One can add to them countless Muslim girls and women who were slaughtered around the world in a similar way by their brothers, their fathers or other relatives, against the background of what is known as "the dishonor of the family".
The question that arises is where does this tendency of Muslims come from butcher their victims.
The answer to this is simple: slaughter is a common and routine practice among many Muslim families. Many Muslim children see how their ancestors slaughter a lamb to celebrate an important event, and the whole family on Eid al-Adha, the holiday of the sacrifice, is present during the slaughter of the sacrifice, which is part of the holiday's mitzvot.
On the other hand, in modern societies, slaughtering animals for the purpose of consuming their meat is done in slaughterhouses, away from the eyes of the public and especially from the eyes of children. People get the meat to eat when it is usually free of blood and hair, cut and ready to cook or eat. Meat in this sterile state spares the public the sight of the slaughter, the blood and the sounds that accompany it. In the West, many of those who were present when an animal was slaughtered, become vegetarians.
But in many Islamic societies, slaughtering is usually done at home, in front of the boys and girls, and it becomes part of their daily routine. They are immune to the sight of the slaughter, are not moved by the blood oozing from the animal's neck and are not horrified by its snoring and convulsions. In many cases, the children hold the sheep's legs during the slaughter to pin it to the ground, and they feel very well its intense reactions when the knife slices its throat in terrible pain. The presence and involvement of the children in the act of slaughter makes them mentally immune to its effects, and as they grow older they observe the custom of slaughtering the victim with their own hands and knives, in the presence of their children.
The mental immunity from the act of slaughter allows a Muslim to resort to this method whenever he feels that he must get rid of someone definitively.
Slaughtering a lamb on the Feast of the Sacrifice is accompanied by the recitation "In the name of Allah, the Merciful and the Merciful", and the slaughter of girls who do not behave properly is also carried out in a kind of execution ceremony.

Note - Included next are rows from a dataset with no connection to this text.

// Copyright 2026 Phillip Cloud
// Licensed under the Apache License, Version 2.0

use freeflow_app::{
    Article, ArticleId, ArticleStatus, Invoice, InvoiceId, InvoiceStatus, Record, SortKey,
    StatusFilter, StatusKind, Summarize, ViewParams, derive_view, filter, helpful_rate, percent,
    project,
};
use proptest::prelude::*;
use time::{Date, Duration, OffsetDateTime, macros::datetime};

const CLIENTS: [&str; 4] = ["Acme Corp", "acme labs", "Globex", "Initech"];
const WORDS: [&str; 5] = ["Website", "retainer", "AUDIT", "Logo refresh", "hosting"];

fn base() -> OffsetDateTime {
    datetime!(2026-03-01 09:00 UTC)
}

fn arb_invoice_status() -> impl Strategy<Value = InvoiceStatus> {
    prop::sample::select(InvoiceStatus::ALL.to_vec())
}

fn arb_invoice() -> impl Strategy<Value = Invoice> {
    (
        1_i64..10_000,
        prop::sample::select(WORDS.to_vec()),
        prop::sample::select(CLIENTS.to_vec()),
        arb_invoice_status(),
        0_i64..500_000,
        prop::option::of(-60_i64..60),
        any::<bool>(),
    )
        .prop_map(|(id, title, client, status, amount, due_offset, deleted)| {
            let due_date: Option<Date> =
                due_offset.map(|days| (base() + Duration::days(days)).date());
            Invoice {
                id: InvoiceId::new(id),
                invoice_number: format!("INV-{id}"),
                title: title.to_owned(),
                client_name: client.to_owned(),
                client_email: String::new(),
                status,
                amount_cents: amount,
                currency: "USD".to_owned(),
                issue_date: None,
                due_date,
                notes: String::new(),
                reminder_count: 0,
                last_reminder_at: None,
                created_at: base(),
                updated_at: base(),
                deleted_at: deleted.then(base),
            }
        })
}

fn arb_article() -> impl Strategy<Value = Article> {
    (
        1_i64..10_000,
        prop::sample::select(WORDS.to_vec()),
        prop::collection::vec(prop::sample::select(WORDS.to_vec()), 0..3),
        prop::sample::select(ArticleStatus::ALL.to_vec()),
        0_i64..5_000,
        0_i64..50,
        0_i64..50,
    )
        .prop_map(|(id, title, tags, status, views, helpful, not_helpful)| Article {
            id: ArticleId::new(id),
            title: title.to_owned(),
            excerpt: String::new(),
            tags: tags.into_iter().map(str::to_owned).collect(),
            category: "Guides".to_owned(),
            author: "Sam".to_owned(),
            status,
            views,
            helpful_count: helpful,
            not_helpful_count: not_helpful,
            read_time_minutes: 3,
            created_at: base(),
            updated_at: base() + Duration::hours(id),
            deleted_at: None,
        })
}

fn arb_params() -> impl Strategy<Value = ViewParams<InvoiceStatus>> {
    (
        prop::option::of(prop::sample::select(vec!["web", "ACME", "audit", "zzz"])),
        prop::option::of(arb_invoice_status()),
        prop::option::of(0_i64..250_000),
        prop::option::of(250_000_i64..500_000),
        prop::option::of(prop::sample::select(vec!["acme", "glob"])),
        prop::sample::select(SortKey::ALL.to_vec()),
    )
        .prop_map(|(query, status, min, max, party, sort)| ViewParams {
            query: query.unwrap_or_default().to_owned(),
            status: status.map_or(StatusFilter::All, StatusFilter::Only),
            min_measure: min,
            max_measure: max,
            party: Invoice::party_filter(party.unwrap_or_default()),
            sort,
            ..ViewParams::default()
        })
}

fn is_subsequence(rows: &[&Invoice], records: &[Invoice]) -> bool {
    let mut remaining = records.iter();
    rows.iter()
        .all(|row| remaining.any(|record| std::ptr::eq(record, *row)))
}

proptest! {
    #[test]
    fn filter_returns_subsequence_of_input(
        records in prop::collection::vec(arb_invoice(), 0..30),
        params in arb_params(),
    ) {
        let rows = filter(&records, &params);
        prop_assert!(rows.len() <= records.len());
        prop_assert!(is_subsequence(&rows, &records), "filter must keep collection order");
    }

    #[test]
    fn projection_is_idempotent(
        records in prop::collection::vec(arb_invoice(), 0..30),
        params in arb_params(),
    ) {
        let once: Vec<Invoice> = project(&records, &params).into_iter().cloned().collect();
        let twice: Vec<Invoice> = project(&once, &params).into_iter().cloned().collect();
        prop_assert_eq!(once, twice);
    }

    #[test]
    fn status_filter_is_exact(
        records in prop::collection::vec(arb_invoice(), 0..30),
        wanted in arb_invoice_status(),
    ) {
        let params = ViewParams {
            status: StatusFilter::Only(wanted),
            ..ViewParams::default()
        };
        let rows = filter(&records, &params);
        prop_assert!(rows.iter().all(|row| row.status == wanted));
        let expected = records.iter().filter(|record| record.status == wanted).count();
        prop_assert_eq!(rows.len(), expected);
    }

    #[test]
    fn query_ignores_case(
        records in prop::collection::vec(arb_invoice(), 0..30),
        query in prop::sample::select(vec!["website", "acme", "inv-1", "audit"]),
    ) {
        let lower = ViewParams::<InvoiceStatus> {
            query: query.to_owned(),
            ..ViewParams::default()
        };
        let upper = ViewParams::<InvoiceStatus> {
            query: query.to_uppercase(),
            ..ViewParams::default()
        };
        prop_assert_eq!(filter(&records, &lower), filter(&records, &upper));
    }

    #[test]
    fn measure_bounds_hold_for_every_row(
        records in prop::collection::vec(arb_invoice(), 0..30),
        params in arb_params(),
    ) {
        for row in filter(&records, &params) {
            let amount = row.measure().unwrap_or_default();
            prop_assert!(params.min_measure.is_none_or(|min| min <= amount));
            prop_assert!(params.max_measure.is_none_or(|max| amount <= max));
        }
    }

    #[test]
    fn stats_ignore_active_filters(
        records in prop::collection::vec(arb_invoice(), 0..30),
        params in arb_params(),
    ) {
        let view = derive_view(&records, &params);
        prop_assert_eq!(view.stats, Invoice::summarize(&records));
        prop_assert_eq!(view.filtered.count, view.rows.len());
    }

    #[test]
    fn invoice_stats_count_only_live_records(
        records in prop::collection::vec(arb_invoice(), 0..30),
    ) {
        let stats = Invoice::summarize(&records);
        let live = records.iter().filter(|record| record.deleted_at.is_none()).count();
        prop_assert_eq!(stats.total, live);
        prop_assert_eq!(stats.by_status.values().sum::<usize>(), live);
        prop_assert!((0..=100).contains(&stats.collection_rate));
    }

    #[test]
    fn article_helpful_rate_stays_in_range(
        records in prop::collection::vec(arb_article(), 0..20),
    ) {
        let stats = Article::summarize(&records);
        prop_assert!((0..=100).contains(&stats.helpful_rate));
        prop_assert_eq!(stats.total, records.len());
    }

    #[test]
    fn percent_is_zero_without_denominator(part in any::<i64>()) {
        prop_assert_eq!(percent(part, 0), 0);
        prop_assert_eq!(helpful_rate(0, 0), 0);
    }

    #[test]
    fn percent_of_whole_is_hundred(whole in 1_i64..1_000_000) {
        prop_assert_eq!(percent(whole, whole), 100);
        prop_assert_eq!(percent(0, whole), 0);
    }
}
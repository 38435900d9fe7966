//! Tauri-команды для webview: три кнопки и окно вывода.
//!
//! Каждая строка вывода уходит во фронтенд событием [`LOG_EVENT`].

use crate::config::RelayConfig;
use crate::logger::{EventSink, LogEntry};
use crate::peer::connection::RtcPeer;
use crate::session::Session;
use std::sync::Arc;
use tauri::{command, AppHandle, Emitter, Manager, Runtime, State};
use tokio::sync::{mpsc, Mutex};

pub const LOG_EVENT: &str = "pastechan-log";

/// Сессия появляется после setup, до этого команды отвечают ошибкой
#[derive(Default)]
pub struct DesktopState {
    session: Mutex<Option<Session<RtcPeer>>>,
}

struct TauriSink<R: Runtime> {
    app: AppHandle<R>,
}

impl<R: Runtime> EventSink for TauriSink<R> {
    fn append(&self, entry: LogEntry) {
        if let Err(e) = self.app.emit(LOG_EVENT, &entry) {
            log::warn!("Failed to emit {}: {:?}", LOG_EVENT, e);
        }
    }
}

/// Регистрирует команды и запускает сессию после setup приложения.
///
/// Занимает `setup` у builder, свой `setup` вместе с этим не вызывать.
pub fn attach<R: Runtime>(builder: tauri::Builder<R>, config: RelayConfig) -> tauri::Builder<R> {
    builder
        .manage(DesktopState::default())
        .invoke_handler(tauri::generate_handler![open_channel, submit_signal, send_chat])
        .setup(move |app| {
            let handle = app.handle().clone();
            tauri::async_runtime::spawn(drive(handle, config));
            Ok(())
        })
}

async fn drive<R: Runtime>(app: AppHandle<R>, config: RelayConfig) {
    let (tx, mut events) = mpsc::unbounded_channel();
    let peer = match RtcPeer::new(&config, tx).await {
        Ok(peer) => peer,
        Err(e) => {
            log::error!("Failed to create peer connection: {}", e);
            return;
        }
    };
    let sink = Arc::new(TauriSink { app: app.clone() });
    let state = app.state::<DesktopState>();
    *state.session.lock().await = Some(Session::new(peer, config, sink));

    while let Some(event) = events.recv().await {
        if let Some(session) = state.session.lock().await.as_mut() {
            session.handle_event(event).await;
        }
    }
}

#[command]
async fn open_channel(state: State<'_, DesktopState>) -> Result<(), String> {
    let mut guard = state.session.lock().await;
    let session = guard.as_mut().ok_or("peer connection is not ready")?;
    session.open_channel().await.map_err(|e| e.to_string())
}

#[command]
async fn submit_signal(state: State<'_, DesktopState>, payload: String) -> Result<(), String> {
    let guard = state.session.lock().await;
    let session = guard.as_ref().ok_or("peer connection is not ready")?;
    session.submit_signal(&payload).await.map_err(|e| e.to_string())
}

#[command]
async fn send_chat(state: State<'_, DesktopState>, message: String) -> Result<(), String> {
    let guard = state.session.lock().await;
    let session = guard.as_ref().ok_or("peer connection is not ready")?;
    session.send_chat(&message).await.map_err(|e| e.to_string())
}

The butcher feels that he is doing an important and worthy deed, in a routine action that he has been used to since childhood.
To members of Western societies, slaughter seems barbaric, while members of Muslim societies see slaughter as a proper and correct act, when adapted to the situation in which it is carried out.
Therefore, slaughtering a Jew, a Christian or someone else perceived as an enemy is not considered in a traditional Islamic society as an act that deviates from the known routine. This is what is known in professional parlance as a "cultural difference".